Across the globe, in companies large and small, there is still a certain amount of perplexity about digital transformation.

Everyone knows the iconic stories of companies who have been disrupted, and the whole field is fraught with a bit too much anxiety, too much high-flying fanfare, and too little concrete action.

We’ve all heard about artificial intelligence, robots and big data. It’s the tree that has us so fixated that we can’t see the entire forest of low-hanging fruit just waiting to be plucked.

In the wake of all of this, many leaders simply choose to go to their CIO and ask for a digital strategy, so as to avoid the proverbial boat leaving the dock without them.

It’s not the platform that delivers the value

The only thing a CIO can do – besides keeping the entire installation running – is go to the suppliers and find out what the options are.

And the suppliers, of course, are all lined up with their platforms for data management, analytics, storage and AI: IBM, SAP, Oracle, SAS, Qlik, to name a few.

And the entire team of management consultants do have a compelling argument when they talk about their desire to revamp the organisation’s entire infrastructure in order to be a part of a data-driven economy.

It’s all about roles, data governance, technology, software and an organisation’s collective maturity. But technology alone doesn’t have all the answers. A platform in and of itself cannot deliver a business advantage. That comes from the way you use your data.

Jane in Purchasing

My recommendation is: take things one step at a time.

Don’t embark on a multi-year Star Wars project consisting of defining the three projects you feel have the potential to improve your business through data.

You can just as well start the same place as you would when you build the platform. The question is: Is it in purchasing, warehouse, sales, distribution or service?

If Jane in Purchasing, with her 30 years of experience, out-performs everyone else, how does she do it?

Can you support her by taking away the most simple tasks she performs and replacing them with a data-driven routine?

And can you improve her entire team of purchasing colleagues who have the same job functions? To do this, you need to understand her workday, and you need to imagine an automated, intelligent support system based on Jane’s experience, knowledge and rules of thumb.

Improving things on the ground

I’m not talking about disruption, and I’m not talking about robotization. I’m talking about a business-based improvement project that uses data and advanced software.

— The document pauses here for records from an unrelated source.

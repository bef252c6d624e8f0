use std::sync::Arc;

use indexmap::IndexMap;
use pe_core::{ProcError, ValueMap};
use pe_pool::{Channel, ChannelFactory, ConnectionPool, PoolConfig};
use tracing::info;

use crate::definition::{PoolDefinition, MEMORY_POOL_TYPE};
use crate::memory::MemoryFactory;

/// Builds a channel factory for one pool from its connection properties.
pub type FactoryBuilder =
    Box<dyn Fn(&str, &ValueMap) -> Result<Arc<dyn ChannelFactory>, ProcError>>;

/// Channel types a definition may name in a pool's `type` field.
pub struct ChannelTypes {
    builders: IndexMap<String, FactoryBuilder>,
}

impl Default for ChannelTypes {
    fn default() -> Self {
        let mut types = Self::empty();
        types.register(MEMORY_POOL_TYPE, |pool, properties| {
            let factory = MemoryFactory::from_properties(pool, properties)?;
            Ok(Arc::new(factory) as Arc<dyn ChannelFactory>)
        });
        types
    }
}

impl ChannelTypes {
    pub fn empty() -> Self {
        Self {
            builders: IndexMap::new(),
        }
    }

    pub fn register<F>(&mut self, channel_type: &str, builder: F)
    where
        F: Fn(&str, &ValueMap) -> Result<Arc<dyn ChannelFactory>, ProcError> + 'static,
    {
        self.builders
            .insert(channel_type.to_string(), Box::new(builder));
    }

    pub fn names(&self) -> Vec<String> {
        self.builders.keys().cloned().collect()
    }

    /// Creates the named pool, reading its sizing from the definition.
    pub fn create_pool(
        &self,
        name: &str,
        definition: &PoolDefinition,
    ) -> Result<ConnectionPool, ProcError> {
        let builder = self.builders.get(&definition.channel_type).ok_or_else(|| {
            ProcError::configuration(
                name,
                format!(
                    "unknown channel type \"{}\" (known: {})",
                    definition.channel_type,
                    self.names().join(", ")
                ),
            )
        })?;
        let config = PoolConfig::from_properties(name, &definition.properties)?;
        let factory = builder(name, &definition.properties)?;
        info!(pool = name, channel_type = %definition.channel_type, "pool defined");
        Ok(ConnectionPool::new(
            name,
            config,
            move || -> Result<Box<dyn Channel>, ProcError> { factory.create() },
        ))
    }
}

#[cfg(test)]
mod registry_tests {
    use super::*;

    #[test]
    fn memory_type_is_built_in() {
        let types = ChannelTypes::default();
        assert_eq!(types.names(), vec![MEMORY_POOL_TYPE.to_string()]);
        let definition = PoolDefinition::new(MEMORY_POOL_TYPE).with_property("maxOpen", 2);
        let pool = types.create_pool("cache", &definition).expect("pool");
        assert_eq!(pool.config().max_open, 2);
        let handle = pool.reserve_connection().expect("reserve");
        pool.release_connection(handle);
        pool.close();
    }

    #[test]
    fn unknown_types_and_bad_sizes_fail() {
        let types = ChannelTypes::default();
        let error = types
            .create_pool("db", &PoolDefinition::new("postgres"))
            .expect_err("unknown type");
        assert_eq!(error.code(), "POOL_CONFIG");
        assert!(error.to_string().contains("memory"));

        let error = types
            .create_pool(
                "cache",
                &PoolDefinition::new(MEMORY_POOL_TYPE).with_property("maxOpen", "lots"),
            )
            .expect_err("bad maxOpen");
        assert!(error.to_string().contains("maxOpen"));
    }
}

Words like disruption and digital transformation rocket us into the stratosphere, while digital improvement projects keep us firmly grounded.

The costs aren’t astronomical either.

On the other hand, these types of projects can only come to fruition through deep, concrete business insight, which is why they require the organisation’s involvement.

And it’s exactly when we start with the business and value creation, that we can freely use external data, which often contributes a little stardust to the internal data.

The risk of starting with the platform and thus internal data management, is that you might miss out on faster, and more significant, improvements. In other words, you don’t write the best cookbook in the world by focusing on the ingredients you have in your refrigerator.

What is, then, the advantage of starting with one step as opposed to running a marathon? First, the business value is there from day one. Second, you gather loads of valuable experience along the way. Your second, third and fourth improvement projects will be significantly better than the first.

When you use design thinking to improve your purchasing function, you learn general approaches and methods that can then be applied to the other function areas.

Augment and replace human work

At some point, all of these incremental projects will reveal weaknesses in the data infrastructure. They will raise questions, such as, “Do we have the data, we need? Does the data have the necessary quality? Do we have the tools we need to process the data? Can we easily find and incorporate external data?”

Yes, you might need a platform, but by starting with these projects, you will be able to list far more precise requirements, and you can significantly reduce the risk of blindly accepting an external supplier’s data management vision.

The most important lesson is that, in reality, we reap experience by supporting and replacing human work with software-driven processes.

This is, and will become, the rationale that drives us; and in our part of the world, we have a workforce focused on this agenda.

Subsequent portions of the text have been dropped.